Sakina’s Restaurant could be renamed “The pros and cons of emigration”. Told through the eyes of a young Azgi – the first privileged Indian from his village to move to the USA – we see a re-evaluation of the American dream and the loss of innocence.


Azgi arrives in the ‘Land of Opportunity’ and narrates his experiences, and those of his surrogate family who are also immigrants. For all these characters, the reality of the American Dream, with its promise of success and equal opportunity, manifests itself in a different and ultimately disappointing way. We meet the Boss’s wife who’s restricted by an unknown country, the spoilt baby son unwilling to share his Nintendo with no one, the religious fiancee struggling to reconcile his American experiences with his Indian upbringing, and the Sakina of the title, the betrothed daughter who desperately wants instead to be like her American girlfriends.

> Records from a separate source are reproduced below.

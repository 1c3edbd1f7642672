//! Registry of device sessions and of the bonded devices they may belong to.

use itertools::Itertools;
use log::{info, warn};
use std::collections::HashMap;
use tokio::sync::mpsc::Sender;
use tokio::time::Instant;

use crate::address::RawAddress;
use crate::session::{
    BthfAudioState, BthfConnectionState, HfpSession, SessionFactory, SessionMessage,
};
use crate::Message;

pub type Uuid128Bit = [u8; 16];

/// Headset Profile (HSP) service class.
pub const HSP_UUID16: u16 = 0x1108;
/// Hands-Free Profile (HFP) service class.
pub const HFP_UUID16: u16 = 0x111E;

/// Class of device for a wearable wrist watch (major class and minor class bits).
const WEARABLE_WRIST_WATCH: u32 = 0x0704;
const MAJOR_MINOR_CLASS_MASK: u32 = 0x1FFC;

const BASE_UUID: Uuid128Bit =
    [0, 0, 0, 0, 0, 0, 0x10, 0, 0x80, 0, 0, 0x80, 0x5f, 0x9b, 0x34, 0xfb];

/// Expands a 16-bit service class into the Bluetooth base UUID.
pub fn uuid_from_16bit(uuid16: u16) -> Uuid128Bit {
    let mut uuid = BASE_UUID;
    uuid[2..4].copy_from_slice(&uuid16.to_be_bytes());
    uuid
}

/// A device bonded with the adapter.
#[derive(Debug, Clone, PartialEq, Eq)]
pub struct BondedDevice {
    pub address: RawAddress,
    pub name: String,
    pub class_of_device: u32,
    pub uuids: Vec<Uuid128Bit>,
}

impl BondedDevice {
    /// Whether the device advertises the HFP or HSP service.
    pub fn supports_headset(&self) -> bool {
        let headset_uuids = [uuid_from_16bit(HFP_UUID16), uuid_from_16bit(HSP_UUID16)];
        self.uuids.iter().any(|u| headset_uuids.contains(u))
    }

    /// Watches are never picked as a fallback active device.
    pub fn is_wearable(&self) -> bool {
        self.class_of_device & MAJOR_MINOR_CLASS_MASK == WEARABLE_WRIST_WATCH
    }
}

struct SessionEntry {
    session: Box<dyn HfpSession + Send>,
    /// When the session began connecting, with a sequence number breaking ties.
    connecting_timestamp: Option<(Instant, u64)>,
    silenced: bool,
}

/// Maps device addresses to their session. No address appears twice.
pub struct SessionRegistry {
    factory: Box<dyn SessionFactory + Send>,
    tx: Sender<Message>,
    sessions: HashMap<RawAddress, SessionEntry>,
    bonded: Vec<BondedDevice>,
    connecting_seq: u64,
}

impl SessionRegistry {
    pub fn new(factory: Box<dyn SessionFactory + Send>, tx: Sender<Message>) -> SessionRegistry {
        SessionRegistry {
            factory,
            tx,
            sessions: HashMap::new(),
            bonded: vec![],
            connecting_seq: 0,
        }
    }

    /// Returns the session for `addr`, creating it if this is the first time it is seen.
    pub fn get_or_create(&mut self, addr: RawAddress) -> &(dyn HfpSession + Send) {
        let factory = &mut self.factory;
        let tx = &self.tx;
        let entry = self.sessions.entry(addr).or_insert_with(|| {
            info!("[{}] Creating device session", addr);
            SessionEntry {
                session: factory.create(addr, tx.clone()),
                connecting_timestamp: None,
                silenced: false,
            }
        });
        entry.session.as_ref()
    }

    pub fn find(&self, addr: &RawAddress) -> Option<&(dyn HfpSession + Send)> {
        self.sessions.get(addr).map(|e| e.session.as_ref())
    }

    pub fn contains(&self, addr: &RawAddress) -> bool {
        self.sessions.contains_key(addr)
    }

    /// Drops the session of `addr`. Refused unless the session is disconnected.
    pub fn remove(&mut self, addr: &RawAddress) -> bool {
        let state = match self.sessions.get(addr) {
            Some(entry) => entry.session.connection_state(),
            None => return false,
        };
        if state != BthfConnectionState::Disconnected {
            warn!("[{}] Cannot remove session in state {:?}", addr, state);
            return false;
        }
        info!("[{}] Removing device session", addr);
        self.sessions.remove(addr);
        true
    }

    /// Drops every session regardless of its state.
    pub fn clear(&mut self) {
        self.sessions.clear();
    }

    /// Bonded devices whose connection state is one of `states`.
    ///
    /// Devices without a session report `Disconnected`. Devices that have no session and do not
    /// advertise a headset service are skipped.
    pub fn matching(&self, states: &[BthfConnectionState]) -> Vec<RawAddress> {
        self.bonded
            .iter()
            .filter(|d| self.sessions.contains_key(&d.address) || d.supports_headset())
            .filter(|d| states.contains(&self.connection_state(&d.address)))
            .map(|d| d.address)
            .collect_vec()
    }

    pub fn connection_state(&self, addr: &RawAddress) -> BthfConnectionState {
        self.find(addr).map_or(BthfConnectionState::Disconnected, |s| s.connection_state())
    }

    pub fn audio_state(&self, addr: &RawAddress) -> BthfAudioState {
        self.find(addr).map_or(BthfAudioState::Disconnected, |s| s.audio_state())
    }

    /// Every session currently in the connected state.
    pub fn connected_devices(&self) -> Vec<RawAddress> {
        self.sessions
            .iter()
            .filter(|(_, e)| e.session.connection_state() == BthfConnectionState::Connected)
            .map(|(addr, _)| *addr)
            .sorted()
            .collect_vec()
    }

    /// Every session whose audio is not disconnected.
    pub fn audio_busy_devices(&self) -> Vec<RawAddress> {
        self.sessions
            .iter()
            .filter(|(_, e)| e.session.audio_state() != BthfAudioState::Disconnected)
            .map(|(addr, _)| *addr)
            .sorted()
            .collect_vec()
    }

    /// Posts `message` to the session of `addr`. Returns false if there is no such session.
    pub fn send(&self, addr: &RawAddress, message: SessionMessage) -> bool {
        match self.sessions.get(addr) {
            Some(entry) => {
                entry.session.send_message(message);
                true
            }
            None => {
                warn!("[{}] No session to send {:?}", addr, message);
                false
            }
        }
    }

    /// Posts a message built by `f` to every connected session.
    pub fn for_each_connected<F: Fn(&RawAddress) -> SessionMessage>(&self, f: F) {
        for (addr, entry) in self.sessions.iter() {
            if entry.session.connection_state() == BthfConnectionState::Connected {
                entry.session.send_message(f(addr));
            }
        }
    }

    /// Stamps `addr` as having just started connecting.
    pub fn record_connecting(&mut self, addr: &RawAddress) {
        if let Some(entry) = self.sessions.get_mut(addr) {
            self.connecting_seq += 1;
            entry.connecting_timestamp = Some((Instant::now(), self.connecting_seq));
        }
    }

    pub fn set_silenced(&mut self, addr: &RawAddress, silenced: bool) -> bool {
        match self.sessions.get_mut(addr) {
            Some(entry) => {
                entry.silenced = silenced;
                true
            }
            None => false,
        }
    }

    pub fn is_silenced(&self, addr: &RawAddress) -> bool {
        self.sessions.get(addr).map_or(false, |e| e.silenced)
    }

    /// The connected device that connected most recently, ignoring `exclude`, silenced devices
    /// and wearables.
    pub fn fallback_candidate(&self, exclude: Option<RawAddress>) -> Option<RawAddress> {
        self.sessions
            .iter()
            .filter(|(addr, _)| Some(**addr) != exclude)
            .filter(|(_, e)| e.session.connection_state() == BthfConnectionState::Connected)
            .filter(|(_, e)| !e.silenced)
            .filter(|(addr, _)| !self.bonded_device(addr).map_or(false, |d| d.is_wearable()))
            .max_by_key(|(_, e)| e.connecting_timestamp)
            .map(|(addr, _)| *addr)
    }

    /// Adds or replaces a bonded device.
    pub fn add_bonded(&mut self, device: BondedDevice) {
        match self.bonded.iter_mut().find(|d| d.address == device.address) {
            Some(existing) => *existing = device,
            None => self.bonded.push(device),
        }
    }

    pub fn remove_bonded(&mut self, addr: &RawAddress) -> bool {
        let before = self.bonded.len();
        self.bonded.retain(|d| d.address != *addr);
        before != self.bonded.len()
    }

    pub fn bonded_device(&self, addr: &RawAddress) -> Option<&BondedDevice> {
        self.bonded.iter().find(|d| d.address == *addr)
    }

    pub fn is_bonded(&self, addr: &RawAddress) -> bool {
        self.bonded_device(addr).is_some()
    }
}
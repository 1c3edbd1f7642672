//! Audio Gateway configuration, stored as JSON.

use log::{warn, LevelFilter};
use serde_json::{json, Map, Value};
use std::path::Path;
use std::time::Duration;

/// Default location of the configuration file.
pub const HFP_AG_CONF: &str = "/var/lib/bluetooth/hfp_ag.json";

const DEFAULT_MAX_CONNECTIONS: usize = 5;
/// Upper bound accepted for `max_connections`.
pub const MAX_CONNECTIONS_LIMIT: usize = 16;
const DEFAULT_DIALING_OUT_TIMEOUT_MS: u64 = 10000;
const DEFAULT_VOICE_RECOGNITION_TIMEOUT_MS: u64 = 5000;

#[derive(Debug, Clone, PartialEq)]
pub struct HfpConfig {
    /// Service level connections allowed at the same time, from 1 to `MAX_CONNECTIONS_LIMIT`.
    pub max_connections: usize,
    pub inband_ringing_supported: bool,
    pub dialing_out_timeout_ms: u64,
    pub voice_recognition_timeout_ms: u64,
    /// Make a newly connected device active unless its policy forbids it.
    pub activate_on_connect: bool,
    pub force_sco_audio: bool,
    pub log_level: Option<LevelFilter>,
}

impl Default for HfpConfig {
    fn default() -> Self {
        HfpConfig {
            max_connections: DEFAULT_MAX_CONNECTIONS,
            inband_ringing_supported: true,
            dialing_out_timeout_ms: DEFAULT_DIALING_OUT_TIMEOUT_MS,
            voice_recognition_timeout_ms: DEFAULT_VOICE_RECOGNITION_TIMEOUT_MS,
            activate_on_connect: true,
            force_sco_audio: false,
            log_level: None,
        }
    }
}

fn read_bool(json: &Map<String, Value>, key: &str, default: bool) -> bool {
    match json.get(key) {
        None => default,
        Some(v) => v.as_bool().unwrap_or_else(|| {
            warn!("Config: ignoring invalid {} {}", key, v);
            default
        }),
    }
}

fn read_u64(json: &Map<String, Value>, key: &str, default: u64) -> u64 {
    match json.get(key) {
        None => default,
        Some(v) => v.as_u64().unwrap_or_else(|| {
            warn!("Config: ignoring invalid {} {}", key, v);
            default
        }),
    }
}

impl HfpConfig {
    /// Builds the configuration from a parsed JSON object.
    ///
    /// Missing keys take their default. Values of the wrong type are ignored with a warning.
    pub fn from_json(json: &Value) -> HfpConfig {
        let mut config = HfpConfig::default();
        let obj = match json.as_object() {
            Some(obj) => obj,
            None => {
                warn!("Config: expected a JSON object, using defaults");
                return config;
            }
        };

        let max_connections = read_u64(obj, "max_connections", DEFAULT_MAX_CONNECTIONS as u64);
        match usize::try_from(max_connections) {
            Ok(max) if (1..=MAX_CONNECTIONS_LIMIT).contains(&max) => config.max_connections = max,
            _ => warn!(
                "Config: ignoring max_connections {}, must be 1 to {}",
                max_connections, MAX_CONNECTIONS_LIMIT
            ),
        }
        config.inband_ringing_supported =
            read_bool(obj, "inband_ringing_supported", config.inband_ringing_supported);
        config.dialing_out_timeout_ms =
            read_u64(obj, "dialing_out_timeout_ms", config.dialing_out_timeout_ms);
        config.voice_recognition_timeout_ms =
            read_u64(obj, "voice_recognition_timeout_ms", config.voice_recognition_timeout_ms);
        config.activate_on_connect =
            read_bool(obj, "activate_on_connect", config.activate_on_connect);
        config.force_sco_audio = read_bool(obj, "force_sco_audio", config.force_sco_audio);
        config.log_level = obj.get("log_level").and_then(|v| {
            let level = v.as_str().and_then(|s| s.parse::<LevelFilter>().ok());
            if level.is_none() {
                warn!("Config: ignoring invalid log_level {}", v);
            }
            level
        });

        config
    }

    /// Parses the configuration from a JSON string. A malformed document yields the defaults.
    pub fn from_json_str(contents: &str) -> HfpConfig {
        match serde_json::from_str::<Value>(contents) {
            Ok(json) => HfpConfig::from_json(&json),
            Err(e) => {
                warn!("Config: malformed JSON ({}), using defaults", e);
                HfpConfig::default()
            }
        }
    }

    /// Reads the configuration file at `path`.
    pub fn load<P: AsRef<Path>>(path: P) -> std::io::Result<HfpConfig> {
        let contents = std::fs::read_to_string(path)?;
        Ok(HfpConfig::from_json_str(&contents))
    }

    pub fn to_json(&self) -> Value {
        let mut json = json!({
            "max_connections": self.max_connections,
            "inband_ringing_supported": self.inband_ringing_supported,
            "dialing_out_timeout_ms": self.dialing_out_timeout_ms,
            "voice_recognition_timeout_ms": self.voice_recognition_timeout_ms,
            "activate_on_connect": self.activate_on_connect,
            "force_sco_audio": self.force_sco_audio
        });
        if let Some(level) = self.log_level {
            json["log_level"] = Value::String(level.to_string());
        }
        json
    }

    pub fn to_json_string(&self) -> String {
        serde_json::to_string_pretty(&self.to_json()).unwrap_or_default()
    }

    /// Writes the configuration to `path`.
    pub fn save<P: AsRef<Path>>(&self, path: P) -> std::io::Result<()> {
        std::fs::write(path, self.to_json_string())
    }

    pub fn dialing_out_timeout(&self) -> Duration {
        Duration::from_millis(self.dialing_out_timeout_ms)
    }

    pub fn voice_recognition_timeout(&self) -> Duration {
        Duration::from_millis(self.voice_recognition_timeout_ms)
    }
}

#[cfg(test)]
mod tests {
    use super::*;
    use std::io::Write;

    #[test]
    fn missing_keys_take_defaults() {
        assert_eq!(HfpConfig::from_json(&json!({})), HfpConfig::default());
        assert_eq!(HfpConfig::from_json(&json!([1, 2])), HfpConfig::default());
        assert_eq!(HfpConfig::from_json_str("{ not json"), HfpConfig::default());
    }

    #[test]
    fn parses_every_key() {
        let config = HfpConfig::from_json(&json!({
            "max_connections": 2,
            "inband_ringing_supported": false,
            "dialing_out_timeout_ms": 3000,
            "voice_recognition_timeout_ms": 1500,
            "activate_on_connect": false,
            "force_sco_audio": true,
            "log_level": "debug"
        }));
        assert_eq!(config.max_connections, 2);
        assert!(!config.inband_ringing_supported);
        assert_eq!(config.dialing_out_timeout(), Duration::from_secs(3));
        assert_eq!(config.voice_recognition_timeout(), Duration::from_millis(1500));
        assert!(!config.activate_on_connect);
        assert!(config.force_sco_audio);
        assert_eq!(config.log_level, Some(LevelFilter::Debug));
    }

    #[test]
    fn invalid_values_are_ignored() {
        let config = HfpConfig::from_json(&json!({
            "max_connections": 0,
            "inband_ringing_supported": "yes",
            "dialing_out_timeout_ms": -5,
            "log_level": "loud"
        }));
        assert_eq!(config, HfpConfig::default());

        let config = HfpConfig::from_json(&json!({ "max_connections": u64::MAX }));
        assert_eq!(config.max_connections, DEFAULT_MAX_CONNECTIONS);
        let config = HfpConfig::from_json_str(r#"{"max_connections": 17}"#);
        assert_eq!(config.max_connections, DEFAULT_MAX_CONNECTIONS);
        let config = HfpConfig::from_json_str(r#"{"max_connections": 16}"#);
        assert_eq!(config.max_connections, MAX_CONNECTIONS_LIMIT);
    }

    #[test]
    fn save_then_load() {
        let config = HfpConfig {
            max_connections: 1,
            force_sco_audio: true,
            log_level: Some(LevelFilter::Warn),
            ..Default::default()
        };
        let file = tempfile::NamedTempFile::new().unwrap();
        config.save(file.path()).unwrap();
        assert_eq!(HfpConfig::load(file.path()).unwrap(), config);
    }

    #[test]
    fn load_reports_missing_file() {
        let dir = tempfile::tempdir().unwrap();
        assert!(HfpConfig::load(dir.path().join("absent.json")).is_err());

        let mut file = tempfile::NamedTempFile::new().unwrap();
        file.write_all(b"garbage").unwrap();
        assert_eq!(HfpConfig::load(file.path()).unwrap(), HfpConfig::default());
    }
}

All of these are good value, but by far the most poignant and succinct character is Azgi’s ‘friend’, the proprietor of Sakina’s Restaurant, a capitalist, mammon-driven father who simply wants the best for his children. He can’t scold his daughter without constant interruptions from punters wanting to book tables; we cringe as he tries to maintain his dignity, whilst being necessarily obsequious to his loathsome customers.


Writer and performer Aasif Mandvi is both highly animated and engaging as he summons up all of these diverse personae. That said, his turns as the males in the play are more convincing and subtle while the female characterisations are at best amusing and at worst stereotypical, particularly that of Sakina. The various monologues are peppered with fables à la Rudyard Kipling, and these work well to add a sense of the oral tradition of Eastern culture.


Kim Hughes‘ direction is solid on the whole, but her moments of stylisation are hit and miss, while the ending unnecessarily mallets the audience over the head with the ‘moral of the story’, which is already evident.


Nevertheless, Mandvi’s writing is powerful and his delivery energetic, at times even sublime – which, all in all, results in a compelling theatrical experience. First seen in New York, the Amercians awarded Mandvi an Obie for this one-man show and not without good reason. Now I reckon the British palate is ready for a taste of Sakina’s Restaurant – just watch out for the dirty cutlery.